Figure 6.

LPS upregulates the CCL19- and CCL21-induced osteoclast migration and bone resorption activity. (a) BMMs were pretreated with LPS (5 ng ml⁻¹) or control vehicle for 12 h and seeded in the upper chambers of transwell plates. CCL19 (10 ng ml⁻¹) or CCL21 (10 ng ml⁻¹) was added to the lower chambers. After 16 h, the cells were fixed and stained with crystal violet.

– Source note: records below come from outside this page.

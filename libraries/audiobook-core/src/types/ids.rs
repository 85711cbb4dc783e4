/// ID types for audiobook entities
use serde::{Deserialize, Serialize};
use std::fmt;
use uuid::Uuid;

macro_rules! string_id {
    ($(#[$meta:meta])* $name:ident) => {
        $(#[$meta])*
        #[derive(Debug, Clone, PartialEq, Eq, Hash, PartialOrd, Ord, Serialize, Deserialize)]
        #[serde(transparent)]
        pub struct $name(String);

        impl $name {
            /// Wrap an existing identifier
            pub fn new(id: impl Into<String>) -> Self {
                Self(id.into())
            }

            /// Generate a new random identifier
            pub fn generate() -> Self {
                Self(Uuid::new_v4().to_string())
            }

            /// Get the inner string
            pub fn as_str(&self) -> &str {
                &self.0
            }
        }

        impl fmt::Display for $name {
            fn fmt(&self, f: &mut fmt::Formatter<'_>) -> fmt::Result {
                f.write_str(&self.0)
            }
        }

        impl From<&str> for $name {
            fn from(id: &str) -> Self {
                Self::new(id)
            }
        }
    };
}

string_id!(
    /// Audiobook identifier, assigned by the store on creation
    AudiobookId
);

string_id!(
    /// Track identifier, assigned by the store on insert and never changed
    TrackId
);

string_id!(
    /// Playlist identifier
    PlaylistId
);
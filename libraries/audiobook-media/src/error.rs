/// Media-specific errors
use thiserror::Error;

/// Result type alias using `MediaError`
pub type Result<T> = std::result::Result<T, MediaError>;

/// Media error types
#[derive(Error, Debug)]
pub enum MediaError {
    /// File not found
    #[error("File not found: {0}")]
    FileNotFound(String),

    /// Only MP3 files can be uploaded as tracks
    #[error("Unsupported format: {0} is not an MP3 file")]
    UnsupportedFormat(String),

    /// Cover images must be images
    #[error("Not an image: {0}")]
    NotAnImage(String),

    /// File exceeds the size limit
    #[error("{file} is {size}, the limit is {limit}")]
    TooLarge {
        file: String,
        size: String,
        limit: String,
    },

    /// I/O error
    #[error(transparent)]
    Io(#[from] std::io::Error),

    /// Lofty error
    #[error(transparent)]
    Lofty(#[from] lofty::error::LoftyError),
}

impl From<MediaError> for audiobook_core::AudiobookError {
    fn from(err: MediaError) -> Self {
        match err {
            MediaError::Io(e) => Self::Io(e),
            other => Self::validation(other.to_string()),
        }
    }
}
//! Object key naming
//!
//! Track media lives under `tracks/{audiobook_id}/{track_number}-{timestamp}.mp3`,
//! cover images under `audiobook-thumbnails/{audiobook_id}-{timestamp}.{ext}`.
//! The millisecond timestamp keeps re-uploads of the same number apart.

use crate::types::AudiobookId;
use serde::{Deserialize, Serialize};
use std::fmt;

/// Extension used for uploaded track media
pub const TRACK_MEDIA_EXTENSION: &str = "mp3";

/// Key of a blob in object storage
#[derive(Debug, Clone, PartialEq, Eq, Hash, Serialize, Deserialize)]
#[serde(transparent)]
pub struct ObjectKey(String);

impl ObjectKey {
    /// Key for the media of one track
    pub fn track_media(audiobook_id: &AudiobookId, track_number: i64, timestamp_ms: i64) -> Self {
        Self(format!(
            "tracks/{audiobook_id}/{track_number}-{timestamp_ms}.{TRACK_MEDIA_EXTENSION}"
        ))
    }

    /// Key for an audiobook cover image
    pub fn thumbnail(audiobook_id: &AudiobookId, timestamp_ms: i64, extension: &str) -> Self {
        let extension = extension.trim_start_matches('.').to_lowercase();
        Self(format!(
            "audiobook-thumbnails/{audiobook_id}-{timestamp_ms}.{extension}"
        ))
    }

    /// Get the inner string
    pub fn as_str(&self) -> &str {
        &self.0
    }

    /// Key segments, for implementations that map keys onto paths
    pub fn segments(&self) -> impl Iterator<Item = &str> {
        self.0.split('/').filter(|s| !s.is_empty())
    }
}

impl fmt::Display for ObjectKey {
    fn fmt(&self, f: &mut fmt::Formatter<'_>) -> fmt::Result {
        f.write_str(&self.0)
    }
}

/// Join a public base URL and a key with exactly one slash between them
pub fn public_url(base_url: &str, key: &ObjectKey) -> String {
    format!("{}/{}", base_url.trim_end_matches('/'), key.as_str())
}
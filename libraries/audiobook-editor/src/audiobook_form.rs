//! Creating and updating audiobooks, and the dashboard listing

use crate::error::{EditorError, Result};
use audiobook_core::{
    Audiobook, AudiobookError, AudiobookId, AudiobookStore, CreateAudiobook, ObjectKey, ObjectStore,
    ThumbnailPosition, UpdateAudiobook,
};
use audiobook_media::PreparedImage;
use chrono::NaiveDate;
use serde::{Deserialize, Serialize};
use std::sync::Arc;
use tracing::info;

/// Editable fields of an audiobook
#[derive(Debug, Clone, PartialEq, Serialize, Deserialize)]
pub struct AudiobookDraft {
    pub name: String,
    pub author: Option<String>,
    pub description: Option<String>,
    pub created_date: NaiveDate,
    pub thumbnail_position: ThumbnailPosition,
}

impl AudiobookDraft {
    /// Draft with only a name, dated today
    pub fn named(name: impl Into<String>) -> Self {
        Self {
            name: name.into(),
            author: None,
            description: None,
            created_date: chrono::Utc::now().date_naive(),
            thumbnail_position: ThumbnailPosition::default(),
        }
    }

    /// Draft prefilled from a stored audiobook
    pub fn from_audiobook(audiobook: &Audiobook) -> Self {
        Self {
            name: audiobook.name.clone(),
            author: audiobook.author.clone(),
            description: audiobook.description.clone(),
            created_date: audiobook.created_date,
            thumbnail_position: audiobook.thumbnail_position,
        }
    }

    pub fn validate(&self) -> Result<()> {
        if self.name.trim().is_empty() {
            return Err(EditorError::validation("Audiobook name is required"));
        }
        Ok(())
    }

    fn into_create(self) -> CreateAudiobook {
        CreateAudiobook {
            name: self.name.trim().to_string(),
            author: non_blank(self.author),
            description: non_blank(self.description),
            created_date: self.created_date,
            thumbnail_position: self.thumbnail_position,
        }
    }

    fn into_update(self, thumbnail_url: Option<String>) -> UpdateAudiobook {
        UpdateAudiobook {
            name: self.name.trim().to_string(),
            author: non_blank(self.author),
            description: non_blank(self.description),
            created_date: self.created_date,
            thumbnail_position: self.thumbnail_position,
            thumbnail_url,
        }
    }
}

/// Fields to change on a stored audiobook; `None` keeps the stored value
///
/// An empty `author` or `description` clears that field.
#[derive(Debug, Clone, Default, PartialEq, Serialize, Deserialize)]
pub struct AudiobookChanges {
    pub name: Option<String>,
    pub author: Option<String>,
    pub description: Option<String>,
    pub created_date: Option<NaiveDate>,
    pub thumbnail_position: Option<ThumbnailPosition>,
}

impl AudiobookChanges {
    /// Overlay the given fields onto `draft`
    pub fn apply(self, mut draft: AudiobookDraft) -> AudiobookDraft {
        if let Some(name) = self.name {
            draft.name = name;
        }
        if let Some(author) = self.author {
            draft.author = Some(author);
        }
        if let Some(description) = self.description {
            draft.description = Some(description);
        }
        if let Some(date) = self.created_date {
            draft.created_date = date;
        }
        if let Some(position) = self.thumbnail_position {
            draft.thumbnail_position = position;
        }
        draft
    }
}

fn non_blank(value: Option<String>) -> Option<String> {
    value
        .map(|v| v.trim().to_string())
        .filter(|v| !v.is_empty())
}

/// Writes audiobooks together with their cover images
pub struct AudiobookForm {
    audiobooks: Arc<dyn AudiobookStore>,
    objects: Arc<dyn ObjectStore>,
}

impl AudiobookForm {
    pub fn new(audiobooks: Arc<dyn AudiobookStore>, objects: Arc<dyn ObjectStore>) -> Self {
        Self {
            audiobooks,
            objects,
        }
    }

    /// Insert a new audiobook, then attach the cover image if one is given
    pub async fn create(
        &self,
        draft: AudiobookDraft,
        thumbnail: Option<PreparedImage>,
    ) -> Result<Audiobook> {
        draft.validate()?;

        let audiobook = self.audiobooks.create_audiobook(draft.into_create()).await?;
        info!(audiobook_id = %audiobook.id, name = %audiobook.name, "Audiobook created");

        let Some(image) = thumbnail else {
            return Ok(audiobook);
        };

        let url = self.upload_thumbnail(&audiobook.id, image).await?;
        let updated = self
            .audiobooks
            .update_audiobook(&audiobook.id, UpdateAudiobook::thumbnail_only(&audiobook, url))
            .await?;
        Ok(updated)
    }

    /// Update an audiobook, uploading a new cover image first if one is given
    pub async fn update(
        &self,
        id: &AudiobookId,
        draft: AudiobookDraft,
        thumbnail: Option<PreparedImage>,
    ) -> Result<Audiobook> {
        draft.validate()?;

        let thumbnail_url = match thumbnail {
            Some(image) => Some(self.upload_thumbnail(id, image).await?),
            None => None,
        };

        let updated = self
            .audiobooks
            .update_audiobook(id, draft.into_update(thumbnail_url))
            .await?;
        info!(audiobook_id = %id, "Audiobook updated");
        Ok(updated)
    }

    /// Change some fields of a stored audiobook, keeping the others
    pub async fn edit(
        &self,
        id: &AudiobookId,
        changes: AudiobookChanges,
        thumbnail: Option<PreparedImage>,
    ) -> Result<Audiobook> {
        let current = self
            .audiobooks
            .get_audiobook(id)
            .await?
            .ok_or_else(|| AudiobookError::AudiobookNotFound(id.clone()))?;

        let draft = changes.apply(AudiobookDraft::from_audiobook(&current));
        self.update(id, draft, thumbnail).await
    }

    /// Delete an audiobook and all of its tracks
    pub async fn delete(&self, id: &AudiobookId) -> Result<()> {
        self.audiobooks.delete_audiobook(id).await?;
        info!(audiobook_id = %id, "Audiobook deleted");
        Ok(())
    }

    async fn upload_thumbnail(&self, id: &AudiobookId, image: PreparedImage) -> Result<String> {
        let key = ObjectKey::thumbnail(id, chrono::Utc::now().timestamp_millis(), &image.extension);
        let url = self
            .objects
            .put_object(&key, &image.content_type, image.bytes)
            .await?;
        info!(audiobook_id = %id, key = %key, "Thumbnail uploaded");
        Ok(url)
    }
}

/// Audiobooks newest first with their track counts
#[derive(Debug, Clone, PartialEq, Serialize, Deserialize)]
pub struct Dashboard {
    pub audiobooks: Vec<Audiobook>,
}

impl Dashboard {
    pub async fn load(store: &dyn AudiobookStore) -> Result<Self> {
        Ok(Self {
            audiobooks: store.get_audiobooks().await?,
        })
    }

    pub fn total_tracks(&self) -> u64 {
        self.audiobooks.iter().map(|a| u64::from(a.track_count)).sum()
    }
}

The migrated cells were counted. (b) BMMs were seeded on calcium phosphate-coated plates and cultured with M-CSF (30 ng ml⁻¹) and RANKL (100 ng ml⁻¹) for 4 days. The cells were pretreated with LPS (5 ng ml⁻¹) or vehicle. After 1 day, the cells were treated with CCL19 (10 ng ml⁻¹) or CCL21 (10 ng ml⁻¹). After 2 days, calcium phosphate was stained with von Kossa reagents, and the resorbed area was quantified. (c) BMMs were placed on cover glasses and cultured with M-CSF (30 ng ml⁻¹) and RANKL (100 ng ml⁻¹) for 4 days. The cells were treated with CCL19 (10 ng ml⁻¹) or CCL21 (10 ng ml⁻¹) after 1 day of pretreatment with LPS (5 ng ml⁻¹) or control vehicle. At day 6 of the culture, the cells were fixed and incubated with rhodamine phalloidin. The actin ring density was quantified by confocal microscopy. BMM, bone marrow-derived macrophages; LPS, lipopolysaccharide.